There. Believe it or not, I wrote that in just slightly more time than it took you to read it. Yes, my limerick muscle is firm and readily flexed -- but I know it's not going to make me rich. This stripe of poetry pays only in author's satisfaction, much like epic poetry today. But at least that satisfaction comes quickly, on the fifth line, like euphoria from a morphine drip.

Additionally, I seem to be going through a phase, probably brought on my the highs of my recent trips to Los Angeles and Louisville: I'm not very interested in watching movies at the moment, especially horror movies. I'm strugging against the morbid streak that has been my beat for so long; as one confidant expressed it, I've tasted a bit of life and a broader circle of companionship and liked it. Other people seem to juggle work and real life -- why shouldn't I try my hand at that for awhile? It's likely to mean less blogging, but for those times when the mood or the need strikes, I'll be leaving the door here open a crack and the lights on.

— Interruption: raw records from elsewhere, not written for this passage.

//! Benchmark-adjusted (abnormal) returns per analysis group.

use crate::models::{AnalysisGroup, Classification};
use crate::stats::descriptive::winsorize;
use crate::table::dates::{parse_date, parse_dmy};
use crate::table::{fmt_opt, Table};
use anyhow::{Context, Result};
use chrono::NaiveDate;
use regex::Regex;
use std::path::Path;
use tracing::{debug, warn};

pub const SALES_COLUMN: &str = "Annual_Sales (Million $)";
pub const INTENSITY_COLUMN: &str = "Carbon_Intensity";

/// Decimal places of the computed columns in the group CSVs.
const OUTPUT_DECIMALS: usize = 6;

/// Date columns bounding the event window.
#[derive(Debug, Clone, PartialEq, Eq)]
pub struct EventWindow {
    pub days: u32,
    pub start_column: String,
    pub end_column: String,
}

impl EventWindow {
    pub fn new(days: u32) -> Self {
        Self {
            days,
            start_column: format!("T_minus_{}_Date", days),
            end_column: format!("T_plus_{}_Date", days),
        }
    }

    /// Window length from a `..._{N}day...` file name, else from a
    /// `T_minus_{N}_Date` column.
    pub fn detect(path: &Path, table: &Table) -> Result<Self> {
        let name = path
            .file_name()
            .map(|n| n.to_string_lossy().to_string())
            .unwrap_or_default();
        let from_name = Regex::new(r"(\d+)day")?
            .captures(&name)
            .and_then(|c| c[1].parse().ok());

        let days = match from_name {
            Some(days) => {
                debug!("Detected {}-day event window from filename", days);
                days
            }
            None => {
                let column = Regex::new(r"^T_minus_(\d+)_Date$")?;
                table
                    .headers()
                    .iter()
                    .find_map(|h| column.captures(h).and_then(|c| c[1].parse().ok()))
                    .context("Could not determine the day range")?
            }
        };

        let window = Self::new(days);
        let missing = table.missing_columns(&[window.start_column.as_str(), window.end_column.as_str()]);
        if !missing.is_empty() {
            anyhow::bail!("Required columns are missing: {}", missing.join(", "));
        }
        Ok(window)
    }
}

/// Daily benchmark returns in percent, sorted by date.
#[derive(Debug, Clone, Default, PartialEq)]
pub struct Benchmark {
    daily: Vec<(NaiveDate, f64)>,
}

impl Benchmark {
    pub fn load(path: &Path, limit: f64) -> Result<Self> {
        let table = Table::read_csv(path)
            .with_context(|| format!("Failed to read benchmark {}", path.display()))?;
        Self::from_table(&table, limit)
    }

    /// Parse `Date` (`dd-mm-YYYY`) and `Daily_return (%)`, winsorize the
    /// returns and drop incomplete rows.
    pub fn from_table(table: &Table, limit: f64) -> Result<Self> {
        table.require_column("Date")?;
        table.require_column("Daily_return (%)")?;

        let returns = winsorize(&table.column_f64("Daily_return (%)"), limit, limit);
        let mut daily: Vec<(NaiveDate, f64)> = table
            .column_str("Date")
            .into_iter()
            .zip(returns)
            .filter_map(|(date, ret)| Some((date.and_then(parse_dmy)?, ret?)))
            .collect();
        daily.sort_by_key(|(date, _)| *date);
        Ok(Self { daily })
    }

    pub fn len(&self) -> usize {
        self.daily.len()
    }

    pub fn is_empty(&self) -> bool {
        self.daily.is_empty()
    }

    /// Compounded return in percent over `[start, end]`, both inclusive.
    pub fn cumulative_return(&self, start: NaiveDate, end: NaiveDate) -> Option<f64> {
        let from = self.daily.partition_point(|(d, _)| *d < start);
        let to = self.daily.partition_point(|(d, _)| *d <= end);
        if from >= to {
            return None;
        }
        let growth = self.daily[from..to]
            .iter()
            .fold(1.0, |acc, (_, r)| acc * (1.0 + r / 100.0));
        Some((growth - 1.0) * 100.0)
    }
}

/// One analysis group with its abnormal returns.
#[derive(Debug, Clone)]
pub struct GroupReturns {
    pub group: AnalysisGroup,
    /// Group rows plus the computed columns, ready to be written.
    pub table: Table,
    pub abnormal: Vec<Option<f64>>,
    /// Present when the deal table carries sales.
    pub weighted: Option<Vec<Option<f64>>>,
    /// Sales with missing values as zero; present with the sales column.
    pub sales: Option<Vec<f64>>,
    /// `ln(CI + 1)` with missing CI as zero; present with the CI column.
    pub log_intensity: Option<Vec<f64>>,
}

fn group_rows(deals: &Table, group: AnalysisGroup) -> Table {
    deals.filter(|row| {
        let acquirer = row.get("Acquirer_Classification").and_then(Classification::from_label);
        let target = row.get("Target_Classification").and_then(Classification::from_label);
        group.contains(acquirer, target)
    })
}

fn fmt_column(values: &[Option<f64>]) -> Vec<String> {
    values.iter().map(|v| fmt_opt(*v, OUTPUT_DECIMALS)).collect()
}

/// Compute benchmark, abnormal and weighted returns for one group.
///
/// Winsorizing happens within the group.
pub fn group_returns(
    deals: &Table,
    group: AnalysisGroup,
    window: &EventWindow,
    benchmark: &Benchmark,
    limit: f64,
) -> GroupReturns {
    let mut table = group_rows(deals, group);
    let n = table.len();

    let benchmark_returns: Vec<Option<f64>> = table
        .rows()
        .map(|row| {
            let start = row.get(&window.start_column).and_then(parse_date);
            let end = row.get(&window.end_column).and_then(parse_date);
            let (Some(start), Some(end)) = (start, end) else {
                warn!("Missing date for row {} in {}", row.index() + 1, group);
                return None;
            };
            let ret = benchmark.cumulative_return(start, end);
            if ret.is_none() {
                warn!("No benchmark data found for dates between {} and {}", start, end);
            }
            ret
        })
        .collect();

    let percent = winsorize(&table.column_f64("Percent_Return"), limit, limit);
    let raw_abnormal: Vec<Option<f64>> = percent
        .iter()
        .zip(&benchmark_returns)
        .map(|(p, b)| Some((*p)? - (*b)?))
        .collect();
    let abnormal = winsorize(&raw_abnormal, limit, limit);

    table.put_column("Benchmark_Return", fmt_column(&benchmark_returns));
    table.put_column("Percent_Return", fmt_column(&percent));
    table.put_column("Abnormal_Return", fmt_column(&abnormal));

    let (sales, weighted) = if table.has_column(SALES_COLUMN) {
        let sales: Vec<f64> = table
            .column_f64(SALES_COLUMN)
            .into_iter()
            .map(|s| s.unwrap_or(0.0))
            .collect();
        let total: f64 = sales.iter().sum();

        let (weights, weighted): (Vec<f64>, Vec<Option<f64>>) = if total > 0.0 {
            sales
                .iter()
                .zip(&abnormal)
                .map(|(s, ar)| (s / total, ar.map(|a| a * s / total)))
                .unzip()
        } else {
            abnormal.iter().map(|ar| (1.0 / n as f64, *ar)).unzip()
        };

        table.put_column("Weighted_Abnormal_Return", fmt_column(&weighted));
        let weights: Vec<Option<f64>> = weights.into_iter().map(Some).collect();
        table.put_column("Weight", fmt_column(&weights));
        (Some(sales), Some(weighted))
    } else {
        (None, None)
    };

    let log_intensity = table.has_column(INTENSITY_COLUMN).then(|| {
        let logs: Vec<f64> = table
            .column_f64(INTENSITY_COLUMN)
            .into_iter()
            .map(|ci| (ci.unwrap_or(0.0) + 1.0).ln())
            .collect();
        let cells: Vec<Option<f64>> = logs.iter().map(|v| Some(*v)).collect();
        table.put_column("Log_Carbon_Intensity", fmt_column(&cells));
        logs
    });

    GroupReturns {
        group,
        table,
        abnormal,
        weighted,
        sales,
        log_intensity,
    }
}

/// File name of a group's result table.
pub fn group_file_name(group: AnalysisGroup, days: u32) -> String {
    format!("{}_{}day_results.csv", group.slug(), days)
}
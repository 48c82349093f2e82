//! Market data access.
//!
//! Collection steps talk to a [`MarketDataSource`]; the production source is
//! the Yahoo Finance HTTP client in [`yahoo`].

pub mod retry;
pub mod ticker;
pub mod trading;
pub mod yahoo;

use async_trait::async_trait;
use chrono::NaiveDate;
use thiserror::Error;

pub use retry::RetryPolicy;
pub use yahoo::YahooClient;

/// Errors returned by market data sources.
#[derive(Debug, Error)]
pub enum MarketError {
    #[error("HTTP request failed: {0}")]
    Http(#[from] reqwest::Error),

    #[error("Unexpected HTTP status {status} for {symbol}")]
    Status { symbol: String, status: u16 },

    #[error("API error: {code} - {description}")]
    Api { code: String, description: String },

    #[error("No data returned for {0}")]
    NoData(String),

    #[error("Failed to decode response: {0}")]
    Decode(#[from] serde_json::Error),

    #[error("Gave up after {attempts} attempts: {last}")]
    RetriesExhausted {
        attempts: usize,
        #[source]
        last: Box<MarketError>,
    },
}

/// One daily bar; only the close is used downstream.
#[derive(Debug, Clone, Copy, PartialEq)]
pub struct DailyBar {
    pub date: NaiveDate,
    pub close: f64,
}

/// Latest quarterly statement values used for financial ratios.
#[derive(Debug, Clone, Default, PartialEq)]
pub struct FinancialSnapshot {
    pub shares_outstanding: Option<f64>,
    pub total_debt: Option<f64>,
    pub stockholders_equity: Option<f64>,
    pub total_assets: Option<f64>,
    pub net_income: Option<f64>,
}

/// A provider of prices, fundamentals and symbol lookup.
#[async_trait]
pub trait MarketDataSource: Send + Sync {
    /// Daily bars with `start <= date < end`, oldest first.
    async fn daily_history(
        &self,
        symbol: &str,
        start: NaiveDate,
        end: NaiveDate,
    ) -> Result<Vec<DailyBar>, MarketError>;

    /// Annual total revenue by fiscal period end, newest first.
    async fn annual_revenue(&self, symbol: &str) -> Result<Vec<(NaiveDate, f64)>, MarketError>;

    /// Most recent quarterly statement values.
    async fn financial_snapshot(&self, symbol: &str) -> Result<FinancialSnapshot, MarketError>;

    /// Resolve a company name to its primary listing symbol.
    async fn lookup_symbol(&self, company_name: &str) -> Result<Option<String>, MarketError>;
}
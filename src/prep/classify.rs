//! Green/brown labels for acquirers (carbon intensity percentile) and
//! targets (name keywords).

use super::{read_table, require_columns, write_table};
use crate::config::ClassifyConfig;
use crate::models::Classification;
use crate::stats::descriptive::quantile;
use crate::table::{fmt_plain, round_to, Table};
use anyhow::Result;
use std::collections::HashMap;
use std::path::Path;
use tracing::{info, warn};

pub const OUTPUT_COLUMNS: &[&str] = &[
    "Announce Date",
    "Reference_Year",
    "Ticker",
    "Acquirer Name",
    "Annual_Sales",
    "Acquirer_GHG_Emissions",
    "Carbon_Intensity",
    "Acquirer_Classification",
    "Target Name",
    "Target_Classification",
    "Seller Name",
    "Announced Total Value (mil.)",
    "TV/EBITDA",
    "Deal Status",
];

/// Label a target by the first keyword list that matches its name.
pub fn classify_target(name: Option<&str>, config: &ClassifyConfig) -> Classification {
    let Some(name) = name else {
        return Classification::Unknown;
    };
    let lower = name.to_lowercase();
    let matches = |keywords: &[String]| keywords.iter().any(|k| lower.contains(k.as_str()));

    if matches(&config.green_keywords) {
        Classification::Green
    } else if matches(&config.brown_keywords) {
        Classification::Brown
    } else {
        Classification::Neutral
    }
}

/// Outcome of a classification run.
#[derive(Debug, Clone, PartialEq)]
pub struct ClassifySummary {
    /// Intensity at the green percentile; `None` without usable rows.
    pub threshold: Option<f64>,
    pub acquirers: Vec<(String, usize)>,
    pub targets: Vec<(String, usize)>,
    pub rows: usize,
}

fn label_counts(table: &Table, column: &str) -> Vec<(String, usize)> {
    let mut counts: HashMap<String, usize> = HashMap::new();
    for value in table.column_str(column).into_iter().flatten() {
        *counts.entry(value.to_string()).or_default() += 1;
    }
    let mut counts: Vec<_> = counts.into_iter().collect();
    counts.sort();
    counts
}

/// Label every deal. Acquirer labels and intensities are keyed by ticker.
pub fn classify(
    table: &Table,
    config: &ClassifyConfig,
) -> Result<(Table, ClassifySummary)> {
    let denominator = config.intensity_basis.column();
    require_columns(
        table,
        &[
            "Target Name",
            "Ticker",
            "Acquirer Name",
            "Acquirer_GHG_Emissions",
            denominator,
        ],
        "deal data",
    )?;

    let mut out = table.clone();
    let targets: Vec<String> = table
        .column_str("Target Name")
        .into_iter()
        .map(|name| classify_target(name, config).to_string())
        .collect();
    out.put_column("Target_Classification", targets);

    // (ticker, intensity) of rows usable in the acquirer ranking.
    let usable: Vec<(Option<&str>, f64)> = table
        .rows()
        .filter_map(|row| {
            let emissions = row.get_f64("Acquirer_GHG_Emissions")?;
            let denom = row.get_f64(denominator).filter(|d| *d > 0.0)?;
            Some((row.get("Ticker"), round_to(emissions / denom, 4)))
        })
        .collect();

    let intensities: Vec<f64> = usable.iter().map(|(_, ci)| *ci).collect();
    let threshold = quantile(&intensities, config.percentile);

    if let Some(threshold) = threshold {
        let mut by_ticker: HashMap<&str, (Classification, f64)> = HashMap::new();
        for (ticker, ci) in &usable {
            let label = if *ci <= threshold {
                Classification::Green
            } else {
                Classification::Brown
            };
            if let Some(ticker) = ticker {
                by_ticker.insert(*ticker, (label, *ci));
            }
        }

        let (labels, cis): (Vec<String>, Vec<String>) = table
            .column_str("Ticker")
            .into_iter()
            .map(|ticker| match ticker.and_then(|t| by_ticker.get(t)) {
                Some((label, ci)) => (label.to_string(), fmt_plain(Some(*ci))),
                None => (String::new(), String::new()),
            })
            .unzip();
        out.put_column("Acquirer_Classification", labels);
        out.put_column("Carbon_Intensity", cis);
    } else {
        warn!(
            "No deals with emissions and positive {} to rank acquirers",
            config.intensity_basis
        );
    }

    let out = out.select(OUTPUT_COLUMNS);
    let summary = ClassifySummary {
        threshold,
        acquirers: label_counts(&out, "Acquirer_Classification"),
        targets: label_counts(&out, "Target_Classification"),
        rows: out.len(),
    };
    Ok((out, summary))
}

pub fn run(input: &Path, output: &Path, config: &ClassifyConfig) -> Result<ClassifySummary> {
    let table = read_table(input)?;
    info!("Classifying {} deals by {}", table.len(), config.intensity_basis);
    let (classified, summary) = classify(&table, config)?;
    write_table(&classified, output)?;
    Ok(summary)
}

#[cfg(test)]
mod tests {
    use super::*;
    use crate::models::IntensityBasis;

    fn deals() -> Table {
        Table::from_reader(
            "Ticker,Acquirer Name,Target Name,Acquirer_GHG_Emissions,Annual_Sales,Carbon_Intensity,Market_Cap_AD_mil\n\
             AAA,Alpha,Sunny Solar Farms,10,100,0.1,50\n\
             BBB,Beta,Gulf Oil Services,40,100,0.4,10\n\
             CCC,Gamma,Acme Widgets,30,100,0.3,300\n\
             DDD,Delta,,20,100,0.2,40\n\
             EEE,Epsilon,Coal Mining Ltd,5,0,,\n\
             AAA,Alpha,Greenfield Partners,10,100,0.1,50\n"
                .as_bytes(),
        )
        .unwrap()
    }

    #[test]
    fn test_classify_target_keywords() {
        let config = ClassifyConfig::default();
        assert_eq!(classify_target(Some("Windy Hill"), &config), Classification::Green);
        assert_eq!(classify_target(Some("North Sea GAS"), &config), Classification::Brown);
        // Green keywords win over brown ones.
        assert_eq!(
            classify_target(Some("Clean Coal Corp"), &config),
            Classification::Green
        );
        assert_eq!(classify_target(Some("Acme"), &config), Classification::Neutral);
        assert_eq!(classify_target(None, &config), Classification::Unknown);
    }

    #[test]
    fn test_classify_by_sales() {
        let config = ClassifyConfig::default();
        let (out, summary) = classify(&deals(), &config).unwrap();

        // Intensities 0.1, 0.4, 0.3, 0.2, 0.1 -> 25th percentile 0.1.
        assert_eq!(summary.threshold, Some(0.1));
        assert_eq!(out.get(0, "Acquirer_Classification"), Some("Green"));
        assert_eq!(out.get(1, "Acquirer_Classification"), Some("Brown"));
        assert_eq!(out.get(3, "Acquirer_Classification"), Some("Brown"));
        assert_eq!(out.get(4, "Acquirer_Classification"), None);
        assert_eq!(out.get(4, "Carbon_Intensity"), None);

        assert_eq!(out.get(0, "Target_Classification"), Some("Green"));
        assert_eq!(out.get(1, "Target_Classification"), Some("Brown"));
        assert_eq!(out.get(2, "Target_Classification"), Some("Neutral"));
        assert_eq!(out.get(3, "Target_Classification"), Some("Unknown"));

        assert_eq!(
            summary.acquirers,
            vec![("Brown".to_string(), 3), ("Green".to_string(), 2)]
        );
        assert!(!out.has_column("Market_Cap_AD_mil"));
        assert_eq!(out.headers()[5], "Acquirer_Classification");
    }

    #[test]
    fn test_classify_by_market_cap() {
        let config = ClassifyConfig {
            intensity_basis: IntensityBasis::MarketCap,
            percentile: 0.5,
            ..ClassifyConfig::default()
        };
        let (out, summary) = classify(&deals(), &config).unwrap();

        // 0.2, 4.0, 0.1, 0.5, 0.2 -> median 0.2.
        assert_eq!(summary.threshold, Some(0.2));
        assert_eq!(out.get(1, "Carbon_Intensity"), Some("4"));
        assert_eq!(out.get(1, "Acquirer_Classification"), Some("Brown"));
        assert_eq!(out.get(2, "Acquirer_Classification"), Some("Green"));
    }

    #[test]
    fn test_missing_denominator_is_an_error() {
        let table = Table::from_reader(
            "Ticker,Acquirer Name,Target Name,Acquirer_GHG_Emissions\nA,B,C,1\n".as_bytes(),
        )
        .unwrap();
        let err = classify(&table, &ClassifyConfig::default()).unwrap_err();
        assert!(err.to_string().contains("Annual_Sales"));
    }
}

Tomorrow would have been Mario Bava's 94th birthday. I send my love to his flown spirit, wherever it may be, and thank him from the bottom of my heart for having been such an inexhaustibly interesting companion for so many years, all those years when I felt he was mine alone. I either know or have met quite a few people in fandom who are engaged in various book projects, some of them in developing manuscript, some without a single word yet written, and some have dragged on almost as long as mine. I hope the example of MARIO BAVA ALL THE COLORS OF THE DARK has given these writers and would-be writers more reason to finish. The longer we toil at such projects, wrestling them toward our idea of perfection, the more painful it is to separate ourselves from them, in ways so profound they're hard to imagine even if I described them to you. Empty as I feel, I have no doubt that the most important thing was to finish and move on toward the next big question mark. Isn't it best to be judged for what we do rather than for what we intend?